Data extract START

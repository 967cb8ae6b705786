//! Per-account push listener contract
//!
//! A listener owns one account's live push session (the wire protocol behind
//! it is not this crate's concern). The controller creates listeners through
//! the factory, starts them exactly once, and stops them when the account
//! leaves the target set.

use std::sync::Arc;

use crate::types::error::Result;
use crate::types::Account;

/// A running (or startable) push session for a single account.
///
/// All methods are invoked from the controller's reconciliation task and must
/// not block; long-running work belongs in tasks the listener spawns itself.
pub trait PushListener: Send + Sync {
    /// Begin receiving push notifications for the bound account. Called at
    /// most once per instance.
    fn start(&self) -> Result<()>;

    /// Release all resources. Idempotent, and safe even if `start` never
    /// completed.
    fn stop(&self) -> Result<()>;

    /// Re-establish the underlying connection, e.g. after the network came
    /// back. Only meaningful between `start` and `stop`; does not change
    /// whether the listener counts as running.
    fn reconnect(&self);
}

/// Creates listeners for accounts entering the target set.
pub trait PushListenerFactory: Send + Sync {
    /// Pure construction; must not start the listener and must not fail for
    /// a structurally valid account. Connection errors surface from
    /// [`PushListener::start`] instead.
    fn create(&self, account: &Account) -> Arc<dyn PushListener>;
}
//! mail-push - Push notification lifecycle for a multi-account email client
//!
//! This crate keeps the set of running per-account push listeners in step
//! with the accounts that should currently receive push notifications, and
//! keeps a shared keep-alive service running exactly while it is needed.
//! The wire protocol behind an individual listener, message storage, and UI
//! are all external concerns.
//!
//! ## Module Organization
//!
//! - `push/`: Reconciliation controller, listener contracts, keep-alive handle
//! - `signals/`: Signal-source interfaces (accounts, folders, backends,
//!   settings, connectivity, power state)
//! - `config/`: Push settings with TOML loading and change notification
//! - `types/`: Shared data structures and error types
//!
//! ## Usage
//!
//! Implement the traits in [`signals`] and [`push`] against your
//! application's account registry, folder repository, and platform services,
//! then hand them to [`PushController::new`] and call
//! [`init`](PushController::init) once at startup:
//!
//! ```ignore
//! let controller = PushController::new(PushDeps {
//!     accounts,
//!     folders,
//!     backends,
//!     settings: SettingsManager::global(),
//!     connectivity: Arc::new(ConnectivityTracker::new()),
//!     permission,
//!     auto_sync,
//!     boot,
//!     service,
//!     factory,
//! });
//! controller.init();
//! ```

pub mod config;
pub mod push;
pub mod signals;
pub mod types;

pub use config::{BackgroundSync, PushSettings, SettingsManager};
pub use push::{PushController, PushDeps, PushStatus, SuppressionReason};
pub use signals::connectivity::{ConnectivityEvent, ConnectivityMonitor, ConnectivityTracker};
pub use types::error::{PushError, Result};
pub use types::{Account, AccountId};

Data extract END

Work to be completed
Could you copy every record above exactly as it stands?

Task output
repository 967cb8ae6b705786
//! Per-account push listener contract
//!
//! A listener owns one account's live push session (the wire protocol behind
//! it is not this crate's concern). The controller creates listeners through
//! the factory, starts them exactly once, and stops them when the account
//! leaves the target set.

use std::sync::Arc;

use crate::types::error::Result;
use crate::types::Account;

/// A running (or startable) push session for a single account.
///
/// All methods are invoked from the controller's reconciliation task and must
/// not block; long-running work belongs in tasks the listener spawns itself.
pub trait PushListener: Send + Sync {
    /// Begin receiving push notifications for the bound account. Called at
    /// most once per instance.
    fn start(&self) -> Result<()>;

    /// Release all resources. Idempotent, and safe even if `start` never
    /// completed.
    fn stop(&self) -> Result<()>;

    /// Re-establish the underlying connection, e.g. after the network came
    /// back. Only meaningful between `start` and `stop`; does not change
    /// whether the listener counts as running.
    fn reconnect(&self);
}

/// Creates listeners for accounts entering the target set.
pub trait PushListenerFactory: Send + Sync {
    /// Pure construction; must not start the listener and must not fail for
    /// a structurally valid account. Connection errors surface from
    /// [`PushListener::start`] instead.
    fn create(&self, account: &Account) -> Arc<dyn PushListener>;
}
//! mail-push - Push notification lifecycle for a multi-account email client
//!
//! This crate keeps the set of running per-account push listeners in step
//! with the accounts that should currently receive push notifications, and
//! keeps a shared keep-alive service running exactly while it is needed.
//! The wire protocol behind an individual listener, message storage, and UI
//! are all external concerns.
//!
//! ## Module Organization
//!
//! - `push/`: Reconciliation controller, listener contracts, keep-alive handle
//! - `signals/`: Signal-source interfaces (accounts, folders, backends,
//!   settings, connectivity, power state)
//! - `config/`: Push settings with TOML loading and change notification
//! - `types/`: Shared data structures and error types
//!
//! ## Usage
//!
//! Implement the traits in [`signals`] and [`push`] against your
//! application's account registry, folder repository, and platform services,
//! then hand them to [`PushController::new`] and call
//! [`init`](PushController::init) once at startup:
//!
//! ```ignore
//! let controller = PushController::new(PushDeps {
//!     accounts,
//!     folders,
//!     backends,
//!     settings: SettingsManager::global(),
//!     connectivity: Arc::new(ConnectivityTracker::new()),
//!     permission,
//!     auto_sync,
//!     boot,
//!     service,
//!     factory,
//! });
//! controller.init();
//! ```

pub mod config;
pub mod push;
pub mod signals;
pub mod types;

pub use config::{BackgroundSync, PushSettings, SettingsManager};
pub use push::{PushController, PushDeps, PushStatus, SuppressionReason};
pub use signals::connectivity::{ConnectivityEvent, ConnectivityMonitor, ConnectivityTracker};
pub use types::error::{PushError, Result};
pub use types::{Account, AccountId};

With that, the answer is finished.